Military Police Arrests 51 War Veterans

Angolan military police have quietly detained 51 war veterans, following demonstrations on June 21. The detainees are in the Military Judicial Police (PJM) garrison in Luanda.

Gonçalves Alberto, 46, told Maka Angola that the police had arrested the men at the Signals Regiment Headquarters, where they had gathered after being promised a solution to the problem of their unpaid pensions.

“My brother João Alberto, 44, was with me at the Signals. As there were many of us, I didn’t notice he was missing. I only learnt from a text message that he was already detained in a police car with the others,” Gonçalves Alberto said. “If we had been aware that our brothers were being captured in this treacherous manner we would have protested and we would all have ended up in prison.”

The following day, June 21, Gonçalves Alberto visited his brother and his friends Francisco Manuela and Freitas Dias, as well as his former fellow soldiers, where they were being held at PJM. He took them water and food.

The Alberto brothers were recruited to the army in 1984. Gonçalves completed his military service in Cabinda as a radio operator for the Missiles Unit in the Air Force. João was in the Military Police at the Air Force Command in Luanda. Both were demobilised in 1992 following the Bicesse Peace Accords between the government and UNITA. Since then, they say they have received only a one-time payment of 55,000 kwanzas, equivalent to US $550.
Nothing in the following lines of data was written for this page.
//! User playlist ingestion.
//!
//! A user playlist is a delimited file naming tracks the user already
//! listens to. Unlike the catalog it carries no audio features; rows
//! only need to be identifiable, either through a shared catalog
//! identifier or through a title+artist pair the enricher can fuzzy
//! match. Header aliases are resolved with the same rules as the
//! catalog loader.

use std::path::Path;

use tracing::info;

use crate::catalog::columns::{ARTIST, ColumnMap, ID, TITLE};
use crate::error::{Error, Result};
use crate::model::UserTrack;

/// Read a user playlist file.
///
/// Fails with [`Error::Schema`] when the file resolves neither an
/// identifier column nor a title+artist pair; the enricher would have
/// no way to line its rows up with the catalog.
pub fn read(path: &Path) -> Result<Vec<UserTrack>> {
    if !path.exists() {
        return Err(Error::not_found(path));
    }

    let mut reader = csv::ReaderBuilder::new()
        .trim(csv::Trim::All)
        .from_path(path)?;
    let headers = reader.headers()?.clone();
    let cols = ColumnMap::from_headers(headers.iter());

    if !cols.contains(ID) && !(cols.contains(TITLE) && cols.contains(ARTIST)) {
        return Err(Error::schema(["id (or title and artist)"]));
    }

    let mut tracks = Vec::new();
    let mut skipped_blank = 0usize;
    for record in reader.records() {
        let record = record?;
        let track = UserTrack {
            id: cols.field(&record, ID).map(str::to_string),
            title: cols.field(&record, TITLE).map(str::to_string),
            artist: cols.field(&record, ARTIST).map(str::to_string),
        };
        if track.id.is_none() && track.title.is_none() && track.artist.is_none() {
            skipped_blank += 1;
            continue;
        }
        tracks.push(track);
    }

    info!(
        target: "playlist::read",
        path = %path.display(),
        tracks = tracks.len(),
        skipped_blank,
        "user playlist read"
    );

    Ok(tracks)
}
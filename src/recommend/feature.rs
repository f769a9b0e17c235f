//! Single-feature distance ranking.
//!
//! Generalizes the tempo-window idea to any numeric audio feature:
//! catalog tracks are ranked by absolute distance from the user's mean
//! value of the chosen feature, closest first.

use std::collections::HashSet;
use std::fmt;
use std::str::FromStr;

use serde::Serialize;
use tracing::debug;

use crate::catalog::Catalog;
use crate::error::{Error, Result};
use crate::model::{CatalogTrack, EnrichedTrack};

/// The closed set of numeric features a ranking can target.
#[derive(Debug, Clone, Copy, PartialEq, Eq, Serialize)]
#[serde(rename_all = "lowercase")]
pub enum Feature {
    Tempo,
    Popularity,
    Danceability,
    Energy,
    Key,
    Loudness,
    Mode,
    Speechiness,
    Acousticness,
    Liveness,
}

impl Feature {
    pub const ALL: [Feature; 10] = [
        Feature::Tempo,
        Feature::Popularity,
        Feature::Danceability,
        Feature::Energy,
        Feature::Key,
        Feature::Loudness,
        Feature::Mode,
        Feature::Speechiness,
        Feature::Acousticness,
        Feature::Liveness,
    ];

    pub fn name(self) -> &'static str {
        match self {
            Feature::Tempo => "tempo",
            Feature::Popularity => "popularity",
            Feature::Danceability => "danceability",
            Feature::Energy => "energy",
            Feature::Key => "key",
            Feature::Loudness => "loudness",
            Feature::Mode => "mode",
            Feature::Speechiness => "speechiness",
            Feature::Acousticness => "acousticness",
            Feature::Liveness => "liveness",
        }
    }

    fn of_catalog(self, track: &CatalogTrack) -> Option<f64> {
        match self {
            Feature::Tempo => Some(track.tempo),
            Feature::Popularity => Some(track.popularity as f64),
            Feature::Danceability => track.features.danceability,
            Feature::Energy => track.features.energy,
            Feature::Key => track.features.key,
            Feature::Loudness => track.features.loudness,
            Feature::Mode => track.features.mode,
            Feature::Speechiness => track.features.speechiness,
            Feature::Acousticness => track.features.acousticness,
            Feature::Liveness => track.features.liveness,
        }
    }

    fn of_enriched(self, track: &EnrichedTrack) -> Option<f64> {
        match self {
            Feature::Tempo => Some(track.tempo),
            Feature::Popularity => Some(track.popularity as f64),
            Feature::Danceability => track.features.danceability,
            Feature::Energy => track.features.energy,
            Feature::Key => track.features.key,
            Feature::Loudness => track.features.loudness,
            Feature::Mode => track.features.mode,
            Feature::Speechiness => track.features.speechiness,
            Feature::Acousticness => track.features.acousticness,
            Feature::Liveness => track.features.liveness,
        }
    }
}

impl fmt::Display for Feature {
    fn fmt(&self, f: &mut fmt::Formatter<'_>) -> fmt::Result {
        f.write_str(self.name())
    }
}

impl FromStr for Feature {
    type Err = Error;

    fn from_str(s: &str) -> Result<Self> {
        let normalized = s.trim().to_ascii_lowercase();
        Self::ALL
            .iter()
            .copied()
            .find(|feature| feature.name() == normalized)
            .ok_or_else(|| Error::invalid_feature(format!("unknown feature '{s}'")))
    }
}

/// A catalog track projected to the ranked feature.
#[derive(Debug, Clone, Serialize)]
pub struct FeatureMatch {
    pub id: String,
    pub title: String,
    pub artist: String,
    pub value: f64,
}

/// Rank catalog tracks by absolute distance from the user's mean value
/// of `feature`, closest first.
///
/// The sort is stable (equal distances keep catalog order), duplicate
/// identifiers keep their first occurrence, and the result is truncated
/// to `size`. Fails with [`Error::InvalidFeature`] when no row of the
/// user table or of the catalog carries a value for the feature, and
/// with [`Error::EmptyInput`] on an empty user table.
pub fn recommend_by_feature(
    catalog: &Catalog,
    user: &[EnrichedTrack],
    feature: Feature,
    size: usize,
) -> Result<Vec<FeatureMatch>> {
    if user.is_empty() {
        return Err(Error::empty_input(format!("mean {feature}")));
    }

    let values: Vec<f64> = user.iter().filter_map(|t| feature.of_enriched(t)).collect();
    if values.is_empty() {
        return Err(Error::invalid_feature(format!(
            "'{feature}' is not present in the user playlist"
        )));
    }
    let target = values.iter().sum::<f64>() / values.len() as f64;

    let mut candidates: Vec<(&CatalogTrack, f64)> = catalog
        .tracks()
        .iter()
        .filter_map(|t| feature.of_catalog(t).map(|value| (t, value)))
        .collect();
    if candidates.is_empty() {
        return Err(Error::invalid_feature(format!(
            "'{feature}' is not present in the catalog"
        )));
    }

    candidates.sort_by(|a, b| (a.1 - target).abs().total_cmp(&(b.1 - target).abs()));

    let mut seen: HashSet<&str> = HashSet::new();
    let mut matches = Vec::new();
    for (track, value) in candidates {
        if matches.len() == size {
            break;
        }
        if !seen.insert(track.id.as_str()) {
            continue;
        }
        matches.push(FeatureMatch {
            id: track.id.clone(),
            title: track.title.clone(),
            artist: track.artist.clone(),
            value,
        });
    }

    debug!(
        target: "recommend::feature",
        feature = %feature,
        mean = target,
        returned = matches.len(),
        "feature ranking complete"
    );

    Ok(matches)
}

#[cfg(test)]
mod tests {
    use super::*;
    use crate::model::AudioFeatures;
    use crate::test_utils::{catalog_track, enriched_track};

    fn track_with_energy(id: &str, energy: f64) -> CatalogTrack {
        CatalogTrack {
            features: AudioFeatures {
                energy: Some(energy),
                ..Default::default()
            },
            ..catalog_track(id, "Song", "Artist", 120.0, 50, "p")
        }
    }

    fn user_with_energy(energy: f64) -> EnrichedTrack {
        EnrichedTrack {
            features: AudioFeatures {
                energy: Some(energy),
                ..Default::default()
            },
            ..enriched_track("u1", 120.0)
        }
    }

    #[test]
    fn test_feature_parses_known_names() {
        assert_eq!("energy".parse::<Feature>().unwrap(), Feature::Energy);
        assert_eq!("TEMPO".parse::<Feature>().unwrap(), Feature::Tempo);
    }

    #[test]
    fn test_unknown_feature_name_fails() {
        let err = "volume".parse::<Feature>().unwrap_err();
        assert!(matches!(err, Error::InvalidFeature(_)));
        assert!(err.to_string().contains("volume"));
    }

    #[test]
    fn test_ranking_sorts_by_distance_from_user_mean() {
        let catalog = Catalog::from_tracks(vec![
            track_with_energy("far", 0.1),
            track_with_energy("closest", 0.52),
            track_with_energy("near", 0.6),
        ]);
        let user = vec![user_with_energy(0.5)];

        let result = recommend_by_feature(&catalog, &user, Feature::Energy, 10).unwrap();
        let ids: Vec<&str> = result.iter().map(|m| m.id.as_str()).collect();
        assert_eq!(ids, vec!["closest", "near", "far"]);
        assert_eq!(result[0].value, 0.52);
    }

    #[test]
    fn test_ranking_truncates_to_size() {
        let catalog = Catalog::from_tracks(
            (0..20)
                .map(|i| track_with_energy(&format!("t{i}"), i as f64 / 20.0))
                .collect(),
        );
        let user = vec![user_with_energy(0.5)];

        let result = recommend_by_feature(&catalog, &user, Feature::Energy, 3).unwrap();
        assert_eq!(result.len(), 3);
    }

    #[test]
    fn test_ranking_works_on_tempo_without_secondary_features() {
        let catalog = Catalog::from_tracks(vec![
            catalog_track("t1", "One", "A", 100.0, 50, "p"),
            catalog_track("t2", "Two", "B", 130.0, 60, "p"),
        ]);
        let user = vec![enriched_track("u1", 105.0)];

        let result = recommend_by_feature(&catalog, &user, Feature::Tempo, 10).unwrap();
        assert_eq!(result[0].id, "t1");
    }

    #[test]
    fn test_feature_absent_from_catalog_fails() {
        // Catalog rows carry no energy values at all.
        let catalog = Catalog::from_tracks(vec![catalog_track("t1", "One", "A", 100.0, 50, "p")]);
        let user = vec![user_with_energy(0.5)];

        let err = recommend_by_feature(&catalog, &user, Feature::Energy, 10).unwrap_err();
        assert!(matches!(err, Error::InvalidFeature(_)));
        assert!(err.to_string().contains("catalog"));
    }

    #[test]
    fn test_feature_absent_from_playlist_fails() {
        let catalog = Catalog::from_tracks(vec![track_with_energy("t1", 0.4)]);
        let user = vec![enriched_track("u1", 120.0)];

        let err = recommend_by_feature(&catalog, &user, Feature::Energy, 10).unwrap_err();
        assert!(matches!(err, Error::InvalidFeature(_)));
        assert!(err.to_string().contains("playlist"));
    }

    #[test]
    fn test_empty_user_table_fails() {
        let catalog = Catalog::from_tracks(vec![track_with_energy("t1", 0.4)]);
        let err = recommend_by_feature(&catalog, &[], Feature::Energy, 10).unwrap_err();
        assert!(matches!(err, Error::EmptyInput(_)));
    }
}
Regarding the conditions in which they were detained, Gonçalves Alberto said only that the former soldiers were “in a supportive environment, from the police as well as from the military personnel, because they know they will end up like us, despised and left with nothing. The Military Police soldiers are doing their duty. They are under orders. We understand their situation,” he said.

Ruben Catanha, 42, who was inside the Signals Regiment building, said the former soldiers were surrounded and told to form queues for their cases to be heard individually. “I was present there. I saw five people being detained when their cases were heard, on suspicion of never having been in the army,” Ruben Catanha said.

“We couldn’t do anything about it because we were surrounded and there were few of us. Most of our colleagues were outside,” he said. Ruben Catanha was recruited when he was 16-years old and spent a further 16 years in the army, until 2002, at the Aerovia unit, a company that repaired runways for military use during the war.

Machado Domingos Diniz, a former guerrilla, said his cousin, Germano de Sousa José Soares, 37, had been detained the same night. “He was a sergeant in FALA [the now extinct armed forces of UNITA]. We were divided into five lines and there were five tables, with a colonel attending to us at each one, he said. A senior officer accompanied by a civilian asked his cousin to go with them, and only later did Machado Diniz learn that his cousin was detained at the Provincial Command of the National Police, along with an unknown number of others.

Meanwhile, new information has emerged confirming that the commander of the Luanda Military Region, general Joaquim Lopes Farrusco, was beaten during the demonstration at the Signals Regiment on June 20. At about 10 AM, the general, who was accompanied by a guard, addressed the former soldiers who were inside the premises. After an argument, the veterans disarmed the general’s guard and punched and kicked the general, according to one of the veterans who was present. Soldiers from the unit came to the general’s assistance, but only after he had been attacked.

“He annoyed us. We didn’t want to speak to him. We were waiting for general Bento Kangamba who had promised to be there that day with a definitive solution to our case,” said the veteran, who asked to remain anonymous. General Kangamba is currently the secretary for peri-urban and rural mobilisation of the ruling Popular Movement for the Liberation of Angola (MPLA) in Luanda.

A source at the Military Judicial Police confirmed the detentions but refused to disclose any further details.